--- Source data Enclosed Below ---

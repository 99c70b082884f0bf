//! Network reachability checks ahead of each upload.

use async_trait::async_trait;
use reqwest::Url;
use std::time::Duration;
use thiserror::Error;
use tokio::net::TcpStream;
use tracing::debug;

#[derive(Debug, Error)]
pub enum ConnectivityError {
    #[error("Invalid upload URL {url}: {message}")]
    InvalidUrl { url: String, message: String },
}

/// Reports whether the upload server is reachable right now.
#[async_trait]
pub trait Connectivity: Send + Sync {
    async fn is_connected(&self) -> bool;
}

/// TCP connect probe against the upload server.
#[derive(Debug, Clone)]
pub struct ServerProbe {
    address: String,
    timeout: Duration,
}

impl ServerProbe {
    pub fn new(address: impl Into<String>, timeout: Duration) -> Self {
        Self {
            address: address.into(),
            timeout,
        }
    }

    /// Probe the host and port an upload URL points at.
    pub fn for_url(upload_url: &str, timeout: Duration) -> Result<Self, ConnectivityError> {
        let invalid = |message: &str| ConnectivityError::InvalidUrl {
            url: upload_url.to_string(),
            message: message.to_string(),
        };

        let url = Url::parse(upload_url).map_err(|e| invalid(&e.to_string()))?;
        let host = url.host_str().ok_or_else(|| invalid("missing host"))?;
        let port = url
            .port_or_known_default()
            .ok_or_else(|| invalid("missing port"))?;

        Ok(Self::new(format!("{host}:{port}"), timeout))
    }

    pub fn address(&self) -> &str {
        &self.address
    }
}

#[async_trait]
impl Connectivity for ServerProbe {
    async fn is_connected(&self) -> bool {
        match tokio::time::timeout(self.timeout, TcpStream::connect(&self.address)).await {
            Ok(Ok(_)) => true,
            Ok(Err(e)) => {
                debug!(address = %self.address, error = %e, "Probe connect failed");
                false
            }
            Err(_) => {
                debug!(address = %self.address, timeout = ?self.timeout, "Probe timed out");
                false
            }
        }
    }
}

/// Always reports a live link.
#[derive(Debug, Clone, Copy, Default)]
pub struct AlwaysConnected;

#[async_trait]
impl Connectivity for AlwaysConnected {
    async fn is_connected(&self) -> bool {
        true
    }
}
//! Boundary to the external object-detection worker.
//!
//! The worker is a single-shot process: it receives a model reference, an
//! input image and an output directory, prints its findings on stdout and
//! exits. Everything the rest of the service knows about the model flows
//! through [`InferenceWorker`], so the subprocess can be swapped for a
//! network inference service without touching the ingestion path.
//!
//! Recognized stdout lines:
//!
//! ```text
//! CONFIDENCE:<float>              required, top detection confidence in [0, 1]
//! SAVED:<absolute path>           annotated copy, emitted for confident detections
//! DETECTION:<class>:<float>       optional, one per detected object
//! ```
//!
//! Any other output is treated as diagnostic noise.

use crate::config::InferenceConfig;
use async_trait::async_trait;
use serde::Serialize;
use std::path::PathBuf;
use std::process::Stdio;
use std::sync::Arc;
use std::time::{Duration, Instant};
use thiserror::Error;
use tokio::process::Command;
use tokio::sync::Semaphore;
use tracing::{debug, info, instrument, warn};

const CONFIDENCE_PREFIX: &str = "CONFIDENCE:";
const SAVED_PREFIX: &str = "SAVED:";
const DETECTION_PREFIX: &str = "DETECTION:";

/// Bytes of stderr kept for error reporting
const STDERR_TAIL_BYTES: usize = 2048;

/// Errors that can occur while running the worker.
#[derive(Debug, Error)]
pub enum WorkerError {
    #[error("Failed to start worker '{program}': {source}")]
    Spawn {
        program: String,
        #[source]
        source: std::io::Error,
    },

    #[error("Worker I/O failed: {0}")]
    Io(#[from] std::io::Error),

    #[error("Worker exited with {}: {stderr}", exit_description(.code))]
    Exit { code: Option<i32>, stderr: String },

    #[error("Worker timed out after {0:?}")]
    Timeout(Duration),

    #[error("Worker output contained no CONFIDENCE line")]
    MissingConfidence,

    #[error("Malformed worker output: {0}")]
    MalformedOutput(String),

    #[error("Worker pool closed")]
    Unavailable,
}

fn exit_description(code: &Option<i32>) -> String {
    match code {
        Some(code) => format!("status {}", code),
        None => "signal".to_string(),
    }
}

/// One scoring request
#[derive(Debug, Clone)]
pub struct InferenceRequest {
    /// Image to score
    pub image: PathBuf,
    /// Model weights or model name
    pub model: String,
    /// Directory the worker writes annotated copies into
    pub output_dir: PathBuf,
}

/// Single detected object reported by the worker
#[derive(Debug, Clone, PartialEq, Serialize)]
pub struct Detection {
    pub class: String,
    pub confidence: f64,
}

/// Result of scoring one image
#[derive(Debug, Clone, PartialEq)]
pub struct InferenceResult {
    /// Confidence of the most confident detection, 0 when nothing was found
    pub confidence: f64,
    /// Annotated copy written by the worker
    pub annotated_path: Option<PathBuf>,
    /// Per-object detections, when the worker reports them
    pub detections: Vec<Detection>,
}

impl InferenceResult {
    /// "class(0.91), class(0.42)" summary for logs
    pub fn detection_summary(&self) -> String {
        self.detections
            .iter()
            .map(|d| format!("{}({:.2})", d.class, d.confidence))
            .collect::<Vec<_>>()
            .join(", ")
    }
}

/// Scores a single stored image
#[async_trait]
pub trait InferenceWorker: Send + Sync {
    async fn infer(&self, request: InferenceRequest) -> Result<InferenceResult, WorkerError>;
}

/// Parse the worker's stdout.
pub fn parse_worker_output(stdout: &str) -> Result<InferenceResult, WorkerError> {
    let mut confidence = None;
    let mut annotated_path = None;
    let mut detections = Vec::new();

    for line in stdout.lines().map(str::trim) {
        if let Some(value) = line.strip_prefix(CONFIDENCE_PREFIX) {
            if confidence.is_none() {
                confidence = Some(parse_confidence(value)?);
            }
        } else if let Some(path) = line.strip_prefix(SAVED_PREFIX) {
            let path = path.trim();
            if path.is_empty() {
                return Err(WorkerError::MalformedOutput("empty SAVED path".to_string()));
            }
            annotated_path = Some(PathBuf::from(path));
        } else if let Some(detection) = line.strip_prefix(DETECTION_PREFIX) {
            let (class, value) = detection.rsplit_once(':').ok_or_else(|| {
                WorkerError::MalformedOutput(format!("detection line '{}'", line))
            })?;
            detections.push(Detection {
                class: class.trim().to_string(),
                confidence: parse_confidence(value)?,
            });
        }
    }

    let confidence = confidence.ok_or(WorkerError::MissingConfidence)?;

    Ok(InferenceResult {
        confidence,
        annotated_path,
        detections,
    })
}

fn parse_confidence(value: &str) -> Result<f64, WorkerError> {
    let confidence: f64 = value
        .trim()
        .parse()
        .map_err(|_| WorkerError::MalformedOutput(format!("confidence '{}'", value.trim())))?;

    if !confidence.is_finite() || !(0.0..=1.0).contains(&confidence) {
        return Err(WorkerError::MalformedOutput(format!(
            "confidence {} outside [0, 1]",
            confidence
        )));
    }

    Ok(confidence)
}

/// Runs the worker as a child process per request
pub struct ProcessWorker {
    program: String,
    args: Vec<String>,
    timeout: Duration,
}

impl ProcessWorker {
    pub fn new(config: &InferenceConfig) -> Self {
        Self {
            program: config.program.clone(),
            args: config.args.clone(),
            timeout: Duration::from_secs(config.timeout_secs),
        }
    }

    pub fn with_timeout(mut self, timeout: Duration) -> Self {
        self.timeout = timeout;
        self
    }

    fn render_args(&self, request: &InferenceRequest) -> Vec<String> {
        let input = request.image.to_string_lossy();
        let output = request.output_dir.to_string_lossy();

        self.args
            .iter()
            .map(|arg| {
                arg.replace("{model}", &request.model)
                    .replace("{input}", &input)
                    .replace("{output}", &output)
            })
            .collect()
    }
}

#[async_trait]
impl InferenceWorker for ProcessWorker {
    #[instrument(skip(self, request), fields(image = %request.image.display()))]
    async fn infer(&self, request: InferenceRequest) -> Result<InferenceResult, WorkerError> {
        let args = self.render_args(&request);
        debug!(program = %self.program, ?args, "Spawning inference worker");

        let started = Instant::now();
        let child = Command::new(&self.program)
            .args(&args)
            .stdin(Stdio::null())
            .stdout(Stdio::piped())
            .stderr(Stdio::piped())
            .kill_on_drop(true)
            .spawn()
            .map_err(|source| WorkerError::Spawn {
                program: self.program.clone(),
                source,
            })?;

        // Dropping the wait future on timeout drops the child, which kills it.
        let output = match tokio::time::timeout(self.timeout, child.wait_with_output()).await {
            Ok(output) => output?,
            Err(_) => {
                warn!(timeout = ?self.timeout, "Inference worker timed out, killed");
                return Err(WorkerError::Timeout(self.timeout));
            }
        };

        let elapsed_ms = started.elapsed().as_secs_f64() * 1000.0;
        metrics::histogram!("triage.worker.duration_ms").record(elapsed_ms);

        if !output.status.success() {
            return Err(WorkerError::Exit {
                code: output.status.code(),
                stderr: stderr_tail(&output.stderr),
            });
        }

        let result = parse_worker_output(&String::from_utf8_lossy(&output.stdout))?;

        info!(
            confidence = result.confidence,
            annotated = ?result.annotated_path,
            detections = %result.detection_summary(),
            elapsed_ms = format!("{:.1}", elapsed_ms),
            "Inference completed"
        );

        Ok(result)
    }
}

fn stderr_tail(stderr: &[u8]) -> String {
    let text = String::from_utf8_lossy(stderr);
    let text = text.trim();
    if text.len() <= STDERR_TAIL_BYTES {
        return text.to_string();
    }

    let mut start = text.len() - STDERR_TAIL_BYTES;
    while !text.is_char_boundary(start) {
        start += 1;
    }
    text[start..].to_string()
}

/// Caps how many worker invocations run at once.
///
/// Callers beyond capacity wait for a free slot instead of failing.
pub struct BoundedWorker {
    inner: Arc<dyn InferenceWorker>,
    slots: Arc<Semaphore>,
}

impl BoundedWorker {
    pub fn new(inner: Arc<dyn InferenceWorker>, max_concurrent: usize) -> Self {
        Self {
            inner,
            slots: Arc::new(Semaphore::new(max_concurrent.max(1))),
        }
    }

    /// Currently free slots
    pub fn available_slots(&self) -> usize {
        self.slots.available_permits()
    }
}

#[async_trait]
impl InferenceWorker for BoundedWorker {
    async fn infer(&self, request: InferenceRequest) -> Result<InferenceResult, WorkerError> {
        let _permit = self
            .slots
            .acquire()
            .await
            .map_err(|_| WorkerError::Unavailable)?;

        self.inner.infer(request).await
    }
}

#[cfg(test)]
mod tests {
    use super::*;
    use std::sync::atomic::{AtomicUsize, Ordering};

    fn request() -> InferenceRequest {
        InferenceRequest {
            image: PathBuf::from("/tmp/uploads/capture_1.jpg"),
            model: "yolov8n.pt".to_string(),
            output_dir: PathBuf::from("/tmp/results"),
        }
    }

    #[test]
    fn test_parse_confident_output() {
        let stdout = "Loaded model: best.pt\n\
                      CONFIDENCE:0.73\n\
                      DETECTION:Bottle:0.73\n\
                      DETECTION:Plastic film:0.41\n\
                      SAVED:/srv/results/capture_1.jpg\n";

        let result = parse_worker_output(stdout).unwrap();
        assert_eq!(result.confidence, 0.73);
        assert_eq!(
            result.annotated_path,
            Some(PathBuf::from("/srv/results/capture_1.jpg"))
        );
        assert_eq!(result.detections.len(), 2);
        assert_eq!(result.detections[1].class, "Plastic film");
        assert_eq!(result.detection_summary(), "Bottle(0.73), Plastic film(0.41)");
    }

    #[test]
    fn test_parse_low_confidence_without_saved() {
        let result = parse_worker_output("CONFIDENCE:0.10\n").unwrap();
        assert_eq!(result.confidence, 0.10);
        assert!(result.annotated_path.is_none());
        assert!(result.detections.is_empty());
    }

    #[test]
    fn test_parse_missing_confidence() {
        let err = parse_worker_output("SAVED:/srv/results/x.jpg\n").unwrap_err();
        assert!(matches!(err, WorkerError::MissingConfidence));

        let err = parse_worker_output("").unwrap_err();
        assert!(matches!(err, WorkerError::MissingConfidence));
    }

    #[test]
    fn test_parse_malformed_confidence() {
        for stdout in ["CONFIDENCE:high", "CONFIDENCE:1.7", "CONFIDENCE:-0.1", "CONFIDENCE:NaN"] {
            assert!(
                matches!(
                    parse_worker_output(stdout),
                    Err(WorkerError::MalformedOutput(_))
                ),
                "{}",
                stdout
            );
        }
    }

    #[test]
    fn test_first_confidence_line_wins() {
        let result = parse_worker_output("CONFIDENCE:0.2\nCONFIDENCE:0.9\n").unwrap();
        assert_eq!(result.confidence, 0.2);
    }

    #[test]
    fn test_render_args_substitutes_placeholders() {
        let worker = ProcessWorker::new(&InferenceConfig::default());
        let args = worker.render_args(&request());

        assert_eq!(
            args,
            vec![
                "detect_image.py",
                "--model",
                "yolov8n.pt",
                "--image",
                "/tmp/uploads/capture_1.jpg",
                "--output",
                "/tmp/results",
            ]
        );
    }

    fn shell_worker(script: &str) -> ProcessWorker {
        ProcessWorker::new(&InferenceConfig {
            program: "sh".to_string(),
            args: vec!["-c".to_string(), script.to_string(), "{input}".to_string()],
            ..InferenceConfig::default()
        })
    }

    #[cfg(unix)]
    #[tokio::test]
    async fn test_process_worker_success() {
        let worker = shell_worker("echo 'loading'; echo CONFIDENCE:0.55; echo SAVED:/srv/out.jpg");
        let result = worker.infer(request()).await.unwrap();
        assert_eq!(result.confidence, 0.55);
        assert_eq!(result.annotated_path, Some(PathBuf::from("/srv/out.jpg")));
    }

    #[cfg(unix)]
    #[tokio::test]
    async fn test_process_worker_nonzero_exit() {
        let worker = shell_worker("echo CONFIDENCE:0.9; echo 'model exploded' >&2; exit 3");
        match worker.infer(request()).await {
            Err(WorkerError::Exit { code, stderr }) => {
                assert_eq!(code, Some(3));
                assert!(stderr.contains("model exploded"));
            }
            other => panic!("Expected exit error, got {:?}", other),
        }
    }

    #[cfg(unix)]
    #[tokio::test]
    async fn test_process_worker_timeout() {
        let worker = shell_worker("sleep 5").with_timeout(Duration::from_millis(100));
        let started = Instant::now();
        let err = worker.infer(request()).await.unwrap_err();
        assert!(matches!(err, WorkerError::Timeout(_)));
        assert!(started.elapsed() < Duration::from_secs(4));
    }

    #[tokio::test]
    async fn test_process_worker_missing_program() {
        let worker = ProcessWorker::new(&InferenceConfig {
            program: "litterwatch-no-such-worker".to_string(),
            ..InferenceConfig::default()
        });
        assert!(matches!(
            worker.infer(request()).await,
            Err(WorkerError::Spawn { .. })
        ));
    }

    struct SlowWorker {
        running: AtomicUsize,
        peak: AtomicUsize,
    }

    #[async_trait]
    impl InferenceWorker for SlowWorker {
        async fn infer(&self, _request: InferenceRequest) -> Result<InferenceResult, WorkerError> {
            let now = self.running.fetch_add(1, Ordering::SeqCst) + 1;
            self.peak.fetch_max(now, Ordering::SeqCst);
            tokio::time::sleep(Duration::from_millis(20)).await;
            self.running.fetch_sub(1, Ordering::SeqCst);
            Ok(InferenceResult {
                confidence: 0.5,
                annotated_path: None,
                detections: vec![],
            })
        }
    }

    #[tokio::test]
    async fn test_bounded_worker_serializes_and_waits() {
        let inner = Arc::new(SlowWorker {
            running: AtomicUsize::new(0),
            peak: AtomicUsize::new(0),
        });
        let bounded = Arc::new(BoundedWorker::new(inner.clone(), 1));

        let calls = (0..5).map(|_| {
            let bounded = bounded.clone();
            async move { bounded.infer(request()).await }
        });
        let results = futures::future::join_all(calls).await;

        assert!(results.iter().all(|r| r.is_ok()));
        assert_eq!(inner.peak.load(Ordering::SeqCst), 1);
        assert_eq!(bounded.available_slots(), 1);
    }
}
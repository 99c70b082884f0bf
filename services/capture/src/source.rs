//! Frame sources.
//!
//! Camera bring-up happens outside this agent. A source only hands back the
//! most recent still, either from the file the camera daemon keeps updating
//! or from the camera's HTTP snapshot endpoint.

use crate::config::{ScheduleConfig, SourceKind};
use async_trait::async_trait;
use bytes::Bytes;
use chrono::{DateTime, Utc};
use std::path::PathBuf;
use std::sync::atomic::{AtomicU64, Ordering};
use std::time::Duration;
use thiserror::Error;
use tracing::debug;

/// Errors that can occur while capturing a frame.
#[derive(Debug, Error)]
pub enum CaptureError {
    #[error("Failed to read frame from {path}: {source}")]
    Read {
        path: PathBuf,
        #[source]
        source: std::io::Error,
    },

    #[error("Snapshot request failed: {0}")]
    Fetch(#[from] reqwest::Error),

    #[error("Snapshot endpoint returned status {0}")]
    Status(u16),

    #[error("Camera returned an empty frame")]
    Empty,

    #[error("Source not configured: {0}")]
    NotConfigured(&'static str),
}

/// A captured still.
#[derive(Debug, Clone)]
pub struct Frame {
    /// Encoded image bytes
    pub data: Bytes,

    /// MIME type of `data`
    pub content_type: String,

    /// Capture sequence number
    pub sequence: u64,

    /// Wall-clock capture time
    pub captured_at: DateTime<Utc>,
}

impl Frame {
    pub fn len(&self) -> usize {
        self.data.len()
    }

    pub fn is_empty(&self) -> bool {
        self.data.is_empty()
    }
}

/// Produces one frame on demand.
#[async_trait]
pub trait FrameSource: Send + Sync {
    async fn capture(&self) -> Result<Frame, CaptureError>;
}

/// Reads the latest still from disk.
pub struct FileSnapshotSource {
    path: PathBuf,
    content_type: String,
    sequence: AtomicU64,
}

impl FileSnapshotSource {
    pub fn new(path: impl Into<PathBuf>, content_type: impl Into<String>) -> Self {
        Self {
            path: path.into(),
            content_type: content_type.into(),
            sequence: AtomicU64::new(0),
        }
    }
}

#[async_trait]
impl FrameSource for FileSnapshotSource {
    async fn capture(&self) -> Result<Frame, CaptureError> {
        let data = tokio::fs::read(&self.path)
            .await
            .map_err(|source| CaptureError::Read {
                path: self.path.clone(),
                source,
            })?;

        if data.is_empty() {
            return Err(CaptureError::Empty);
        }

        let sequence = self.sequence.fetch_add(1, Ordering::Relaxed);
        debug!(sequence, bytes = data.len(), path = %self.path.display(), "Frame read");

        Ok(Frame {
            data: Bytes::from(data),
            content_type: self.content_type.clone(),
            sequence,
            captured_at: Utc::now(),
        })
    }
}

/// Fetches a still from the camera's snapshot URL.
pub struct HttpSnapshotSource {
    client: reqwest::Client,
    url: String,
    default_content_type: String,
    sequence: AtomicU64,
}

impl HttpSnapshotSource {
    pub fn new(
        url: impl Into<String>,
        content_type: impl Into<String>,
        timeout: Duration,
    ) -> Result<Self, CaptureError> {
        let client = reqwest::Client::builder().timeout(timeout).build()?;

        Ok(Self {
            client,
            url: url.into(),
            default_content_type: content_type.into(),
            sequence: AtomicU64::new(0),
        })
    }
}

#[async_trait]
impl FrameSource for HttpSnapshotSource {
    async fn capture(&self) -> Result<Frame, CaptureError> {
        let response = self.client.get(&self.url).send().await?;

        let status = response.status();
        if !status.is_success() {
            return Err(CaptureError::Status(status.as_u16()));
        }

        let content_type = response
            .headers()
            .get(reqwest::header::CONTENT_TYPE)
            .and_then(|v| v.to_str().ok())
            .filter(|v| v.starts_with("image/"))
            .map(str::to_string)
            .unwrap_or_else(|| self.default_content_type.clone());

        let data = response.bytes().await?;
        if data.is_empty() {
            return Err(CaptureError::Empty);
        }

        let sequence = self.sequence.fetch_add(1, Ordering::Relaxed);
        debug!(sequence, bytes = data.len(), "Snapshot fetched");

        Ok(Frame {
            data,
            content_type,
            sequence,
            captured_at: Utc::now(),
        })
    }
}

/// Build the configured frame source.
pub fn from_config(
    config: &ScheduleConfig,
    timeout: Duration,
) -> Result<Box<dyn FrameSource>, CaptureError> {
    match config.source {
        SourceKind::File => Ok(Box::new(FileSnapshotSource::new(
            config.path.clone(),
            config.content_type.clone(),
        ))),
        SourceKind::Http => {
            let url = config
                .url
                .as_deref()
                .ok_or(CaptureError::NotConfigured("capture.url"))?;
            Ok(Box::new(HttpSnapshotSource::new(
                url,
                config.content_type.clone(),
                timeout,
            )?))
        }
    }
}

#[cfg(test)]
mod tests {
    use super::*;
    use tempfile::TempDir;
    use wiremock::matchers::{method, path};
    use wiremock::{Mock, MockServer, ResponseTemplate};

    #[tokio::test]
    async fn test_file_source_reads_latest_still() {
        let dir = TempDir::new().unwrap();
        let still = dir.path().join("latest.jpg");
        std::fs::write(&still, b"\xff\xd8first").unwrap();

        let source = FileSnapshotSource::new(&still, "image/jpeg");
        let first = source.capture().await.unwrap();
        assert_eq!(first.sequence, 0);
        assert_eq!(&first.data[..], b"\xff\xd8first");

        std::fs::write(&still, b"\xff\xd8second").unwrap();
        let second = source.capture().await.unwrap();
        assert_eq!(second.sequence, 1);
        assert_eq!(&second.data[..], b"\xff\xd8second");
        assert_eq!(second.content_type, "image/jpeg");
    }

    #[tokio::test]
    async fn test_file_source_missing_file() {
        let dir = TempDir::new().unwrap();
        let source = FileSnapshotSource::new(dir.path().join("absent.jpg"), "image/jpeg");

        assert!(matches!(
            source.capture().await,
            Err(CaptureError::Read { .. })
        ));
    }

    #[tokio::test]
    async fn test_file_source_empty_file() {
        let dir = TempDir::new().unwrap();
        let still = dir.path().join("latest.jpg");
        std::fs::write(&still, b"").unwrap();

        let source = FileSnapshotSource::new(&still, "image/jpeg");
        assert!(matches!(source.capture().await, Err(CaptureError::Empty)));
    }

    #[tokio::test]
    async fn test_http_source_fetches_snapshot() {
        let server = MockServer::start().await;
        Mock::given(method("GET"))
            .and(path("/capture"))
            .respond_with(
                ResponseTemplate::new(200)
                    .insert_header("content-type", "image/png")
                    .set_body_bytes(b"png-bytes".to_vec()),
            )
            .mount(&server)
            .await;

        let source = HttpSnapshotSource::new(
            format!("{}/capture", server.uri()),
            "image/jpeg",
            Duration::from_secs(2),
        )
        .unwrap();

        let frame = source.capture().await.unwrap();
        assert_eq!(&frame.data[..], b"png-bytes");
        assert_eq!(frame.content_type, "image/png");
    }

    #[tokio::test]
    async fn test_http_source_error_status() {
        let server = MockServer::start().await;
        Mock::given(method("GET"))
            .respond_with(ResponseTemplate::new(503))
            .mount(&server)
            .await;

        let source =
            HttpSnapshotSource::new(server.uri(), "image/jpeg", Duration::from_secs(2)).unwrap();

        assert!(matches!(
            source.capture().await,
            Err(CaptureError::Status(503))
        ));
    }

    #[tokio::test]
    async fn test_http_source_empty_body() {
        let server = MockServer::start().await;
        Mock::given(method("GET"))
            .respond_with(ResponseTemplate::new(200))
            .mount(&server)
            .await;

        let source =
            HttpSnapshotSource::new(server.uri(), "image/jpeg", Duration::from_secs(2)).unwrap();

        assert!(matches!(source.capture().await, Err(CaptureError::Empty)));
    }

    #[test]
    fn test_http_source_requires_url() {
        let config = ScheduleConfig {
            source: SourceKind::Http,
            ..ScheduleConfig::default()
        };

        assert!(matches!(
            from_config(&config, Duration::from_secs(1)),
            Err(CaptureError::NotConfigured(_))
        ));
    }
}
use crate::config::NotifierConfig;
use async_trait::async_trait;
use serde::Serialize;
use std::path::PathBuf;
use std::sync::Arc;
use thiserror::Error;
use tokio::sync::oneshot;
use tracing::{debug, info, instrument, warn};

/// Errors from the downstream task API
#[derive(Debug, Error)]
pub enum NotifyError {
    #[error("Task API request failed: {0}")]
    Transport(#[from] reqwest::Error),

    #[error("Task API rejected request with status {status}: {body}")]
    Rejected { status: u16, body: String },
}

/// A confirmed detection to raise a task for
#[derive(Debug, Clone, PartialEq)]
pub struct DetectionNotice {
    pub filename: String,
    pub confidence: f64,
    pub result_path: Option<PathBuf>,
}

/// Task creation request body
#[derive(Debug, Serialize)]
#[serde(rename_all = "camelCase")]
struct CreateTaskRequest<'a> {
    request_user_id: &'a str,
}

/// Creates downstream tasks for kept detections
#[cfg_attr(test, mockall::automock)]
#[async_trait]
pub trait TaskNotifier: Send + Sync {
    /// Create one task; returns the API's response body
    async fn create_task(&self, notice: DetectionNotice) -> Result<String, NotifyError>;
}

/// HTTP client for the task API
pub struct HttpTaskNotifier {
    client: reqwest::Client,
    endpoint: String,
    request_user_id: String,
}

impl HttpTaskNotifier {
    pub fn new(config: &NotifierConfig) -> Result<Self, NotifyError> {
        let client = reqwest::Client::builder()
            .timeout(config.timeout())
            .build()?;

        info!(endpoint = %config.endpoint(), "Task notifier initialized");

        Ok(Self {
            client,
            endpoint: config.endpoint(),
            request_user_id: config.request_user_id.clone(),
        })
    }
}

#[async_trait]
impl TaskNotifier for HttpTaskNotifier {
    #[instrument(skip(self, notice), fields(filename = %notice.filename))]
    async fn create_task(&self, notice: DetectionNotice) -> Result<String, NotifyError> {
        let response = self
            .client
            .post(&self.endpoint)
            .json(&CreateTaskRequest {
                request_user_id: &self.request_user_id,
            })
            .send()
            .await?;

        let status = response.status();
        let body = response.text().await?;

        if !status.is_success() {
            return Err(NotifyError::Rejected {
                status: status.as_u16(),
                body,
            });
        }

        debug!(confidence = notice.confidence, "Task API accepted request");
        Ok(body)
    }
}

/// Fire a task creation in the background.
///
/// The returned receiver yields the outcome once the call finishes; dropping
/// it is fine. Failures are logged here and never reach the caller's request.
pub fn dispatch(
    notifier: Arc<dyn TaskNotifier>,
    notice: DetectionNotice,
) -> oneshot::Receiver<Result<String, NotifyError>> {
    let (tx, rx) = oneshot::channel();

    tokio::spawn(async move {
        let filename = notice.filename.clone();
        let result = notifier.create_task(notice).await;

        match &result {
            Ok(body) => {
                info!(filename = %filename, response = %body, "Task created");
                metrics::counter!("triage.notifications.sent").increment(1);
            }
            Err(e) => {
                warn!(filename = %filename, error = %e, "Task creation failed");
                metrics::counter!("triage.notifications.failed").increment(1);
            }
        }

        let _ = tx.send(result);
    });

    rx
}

--- End of Enclosed Source data ---

* [Aim of the task]: Find the string "results" in the entries above. Copy each line where it occurs.

* [Response area]:
            output_dir: PathBuf::from("/tmp/results"),
                      SAVED:/srv/results/capture_1.jpg\n";
            Some(PathBuf::from("/srv/results/capture_1.jpg"))
        let err = parse_worker_output("SAVED:/srv/results/x.jpg\n").unwrap_err();
                "/tmp/results",
        let results = futures::future::join_all(calls).await;
        assert!(results.iter().all(|r| r.is_ok()));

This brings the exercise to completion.